Я стартовал рано утром из Арля, на окраине болот Камарг в дельте Роны, миновал Авиньон и к полудню был в Бедуэне, откуда начинается классический 21-километровый подъем с юга. У подножья стояла июльская жара, под палящим солнцем замерли виноградники, гора дрожала в мареве, словно облитая жидким стеклом. На первых километрах дорога еще полога, проходя в густых смешанных лесах, со средиземноморской сосной, дубом и грабом, сил в ногах много, и, читая на густо расписанном асфальте имена своих кумиров гонщиков, ты понимаешь, что приобщаешься к легенде. К середине подъема лес редеет, меняясь зарослями можжевельника, и градиент растет, доходя до двузначных цифр – 12 и местами 15%. На дороге появляются столбики, отмечающие километры до вершины и среднюю крутизну каждого, а навстречу скатываются велосипедисты в ветровках и утеплителях, заставляя удивляться: кому они нужны в тридцатипятиградусной жаре?

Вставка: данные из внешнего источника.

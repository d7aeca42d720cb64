//! Domain types shared by the harvester and the fork orchestrator.
//!
//! Everything here is plain data: serializable with serde, no I/O.

use std::fmt;

use serde::{Deserialize, Serialize};
use serde_json::{Map, Value};

// ---------------------------------------------------------------------------
// Newtypes
// ---------------------------------------------------------------------------

/// Identity of a harvested item. Unique within one harvest session.
#[derive(Debug, Clone, PartialEq, Eq, Hash, PartialOrd, Ord, Serialize, Deserialize)]
pub struct ItemId(pub String);

impl fmt::Display for ItemId {
    fn fmt(&self, f: &mut fmt::Formatter<'_>) -> fmt::Result {
        self.0.fmt(f)
    }
}

impl From<String> for ItemId {
    fn from(s: String) -> Self {
        Self(s)
    }
}

impl From<&str> for ItemId {
    fn from(s: &str) -> Self {
        Self(s.to_owned())
    }
}

/// Opaque, server-issued continuation token.
#[derive(Debug, Clone, PartialEq, Eq, Hash, Serialize, Deserialize)]
pub struct Cursor(pub String);

impl Cursor {
    pub fn as_str(&self) -> &str {
        &self.0
    }
}

impl fmt::Display for Cursor {
    fn fmt(&self, f: &mut fmt::Formatter<'_>) -> fmt::Result {
        self.0.fmt(f)
    }
}

impl From<&str> for Cursor {
    fn from(s: &str) -> Self {
        Self(s.to_owned())
    }
}

// ---------------------------------------------------------------------------
// Item
// ---------------------------------------------------------------------------

/// A harvested record: an identity plus whatever attributes the listing
/// returned alongside it (track, status, links, counters, timestamps).
#[derive(Debug, Clone, PartialEq, Serialize, Deserialize)]
pub struct Item {
    pub id: ItemId,
    #[serde(flatten)]
    pub attributes: Map<String, Value>,
}

impl Item {
    /// Build an item from a raw listing entry.
    ///
    /// Returns `None` when the entry is not an object or carries no usable
    /// `id` (missing, null, empty, or a non-scalar value). Numeric ids are
    /// kept in their decimal string form.
    pub fn from_value(value: Value) -> Option<Self> {
        let Value::Object(mut attributes) = value else {
            return None;
        };
        let id = match attributes.remove("id")? {
            Value::String(s) if !s.trim().is_empty() => s,
            Value::Number(n) => n.to_string(),
            _ => return None,
        };
        Some(Self {
            id: ItemId(id),
            attributes,
        })
    }

    pub fn attribute(&self, key: &str) -> Option<&Value> {
        self.attributes.get(key)
    }

    /// Display name of the project this item describes, if any.
    pub fn project_name(&self) -> Option<&str> {
        self.attributes.get("projectName").and_then(Value::as_str)
    }

    /// URL of the first entry in `links` whose `type` equals `kind`
    /// (e.g. `"github"`, `"website"`, `"youtube"`).
    pub fn link(&self, kind: &str) -> Option<&str> {
        self.attributes
            .get("links")?
            .as_array()?
            .iter()
            .find(|link| link.get("type").and_then(Value::as_str) == Some(kind))
            .and_then(|link| link.get("url"))
            .and_then(Value::as_str)
    }
}

// ---------------------------------------------------------------------------
// Repository references
// ---------------------------------------------------------------------------

/// A normalized `(owner, name)` repository reference.
///
/// `project_name` and `source_url` are provenance only; identity is
/// [`RepoRef::key`].
#[derive(Debug, Clone, PartialEq, Eq, Serialize, Deserialize)]
pub struct RepoRef {
    pub owner: String,
    pub name: String,
    #[serde(default, skip_serializing_if = "Option::is_none")]
    pub project_name: Option<String>,
    #[serde(default, skip_serializing_if = "Option::is_none")]
    pub source_url: Option<String>,
}

impl RepoRef {
    pub fn new(owner: impl Into<String>, name: impl Into<String>) -> Self {
        Self {
            owner: owner.into(),
            name: name.into(),
            project_name: None,
            source_url: None,
        }
    }

    #[must_use]
    pub fn with_project_name(mut self, project_name: Option<String>) -> Self {
        self.project_name = project_name;
        self
    }

    /// Case-insensitive identity used for deduplication. GitHub treats
    /// owner and repository names case-insensitively.
    pub fn key(&self) -> (String, String) {
        (self.owner.to_lowercase(), self.name.to_lowercase())
    }

    /// `owner/name`
    pub fn full_name(&self) -> String {
        format!("{}/{}", self.owner, self.name)
    }
}

impl fmt::Display for RepoRef {
    fn fmt(&self, f: &mut fmt::Formatter<'_>) -> fmt::Result {
        write!(f, "{}/{}", self.owner, self.name)
    }
}

// ---------------------------------------------------------------------------
// Fork outcomes and the ledger
// ---------------------------------------------------------------------------

/// Which branch the orchestrator took for one repository.
#[derive(Debug, Clone, Copy, PartialEq, Eq, Serialize, Deserialize)]
#[serde(rename_all = "lowercase")]
pub enum ForkAction {
    Fork,
    Sync,
    Skip,
}

impl fmt::Display for ForkAction {
    fn fmt(&self, f: &mut fmt::Formatter<'_>) -> fmt::Result {
        match self {
            ForkAction::Fork => write!(f, "fork"),
            ForkAction::Sync => write!(f, "sync"),
            ForkAction::Skip => write!(f, "skip"),
        }
    }
}

/// One ledger record. Field names are part of the persisted report format.
#[derive(Debug, Clone, PartialEq, Eq, Serialize, Deserialize)]
pub struct ForkOutcome {
    #[serde(default, skip_serializing_if = "Option::is_none")]
    pub project_name: Option<String>,
    #[serde(default, skip_serializing_if = "Option::is_none")]
    pub github_url: Option<String>,
    pub owner: String,
    #[serde(rename = "repo")]
    pub name: String,
    pub action: ForkAction,
    pub success: bool,
    pub message: String,
}

impl ForkOutcome {
    pub fn new(
        repo: &RepoRef,
        action: ForkAction,
        success: bool,
        message: impl Into<String>,
    ) -> Self {
        Self {
            project_name: repo.project_name.clone(),
            github_url: repo.source_url.clone(),
            owner: repo.owner.clone(),
            name: repo.name.clone(),
            action,
            success,
            message: message.into(),
        }
    }
}

/// Ordered per-repository outcomes plus aggregate counts for one run.
///
/// Counts are maintained by [`Ledger::record`] so that
/// `total == results.len()` and `total == successful + failed` always hold.
#[derive(Debug, Clone, PartialEq, Eq, Default, Serialize, Deserialize)]
pub struct Ledger {
    pub total: usize,
    pub successful: usize,
    pub failed: usize,
    pub skipped: usize,
    pub synced: usize,
    pub forked: usize,
    #[serde(default)]
    pub results: Vec<ForkOutcome>,
}

impl Ledger {
    pub fn new() -> Self {
        Self::default()
    }

    /// Append an outcome and update the aggregate counts.
    pub fn record(&mut self, outcome: ForkOutcome) {
        self.total += 1;
        match (outcome.action, outcome.success) {
            (_, false) => self.failed += 1,
            (ForkAction::Fork, true) => {
                self.successful += 1;
                self.forked += 1;
            }
            (ForkAction::Sync, true) => {
                self.successful += 1;
                self.synced += 1;
            }
            (ForkAction::Skip, true) => {
                self.successful += 1;
                self.skipped += 1;
            }
        }
        self.results.push(outcome);
    }

    pub fn is_empty(&self) -> bool {
        self.results.is_empty()
    }
}

// ---------------------------------------------------------------------------
// Tests
// ---------------------------------------------------------------------------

Но вот растительность кончается, и я выезжаю на лунный пейзаж с голым известняком и россыпями камней. На открытом месте сразу бьет в лицо холодный порыв ветра, напоминая, что высота уже далеко за 1000 метров. Впереди, между рваных облаков, видна красно-белая телевышка, между мной и ней – километры бесплодной, бездушной пустыни. В дни этапов Тура на этих склонах стоят сотни тысяч болельщиков, но сегодня они пусты, и лишь на поворотах расположились продавцы воды и фотографы, делающие снимки медленно ползущих вверх велосипедистов вроде меня и заботливо кладущие в задний карман джерси свою визитку с адресом сайта, чтобы мы позже могли купить у них фото. Ветер становится все сильнее и холоднее, треплет тебя из стороны в сторону, едва не опрокидывая велосипед, и я вспоминаю рассказы о том, что легких гонщиков-«горняков» здесь иногда попросту сдувает, но моих 75 килограммов и силы мышц хватает, чтобы стоя в седле бодаться с гудящей стеной ветра.

После Шале Рейнар крутизна немного отпускает, и можно перевести дух и поднять голову – вышка кажется все так же далеко, но уже чувствуется ее притяжение. Мы минуем гранитную плиту – памятник 29-летнему британскому велогонщику Тому Симпсону, погибшему здесь 13 июля 1967 года, на 13-м этапе Тура от обезвоживания и теплового удара: на вершине в тот день было свыше 50 градусов. Он упал в первый раз, но был в сознании и просил посадить его на велосипед, чтобы он смог продолжить. Его водрузили в седло и растолкали, но он продолжал ехать зигзагами и через сотню метров рухнул уже без сознания, впал в кому и через три часа умер в больнице Авиньона. В его крови обнаружили алкоголь (он глотнул коньяка в придорожном баре перед подъемом – гонщики в те годы сами забегали в кафе за напитками) и амфетамины: именно они позволили ему отодвинуть болевой порог и заглушить сигналы организма, молившего о пощаде. У памятника лежат вымпелы велоклубов и бачки с водой, которой Тому не хватило на последних трех километрах подъема. По велосипедной традиции оставляю бачок с остатками изотоника и я, вершина близко, и я уже знаю, что доеду – или дойду: известны случаи, когда из-за ураганного ветра велосипедистам приходилось одолевать последние сотни метров пешком.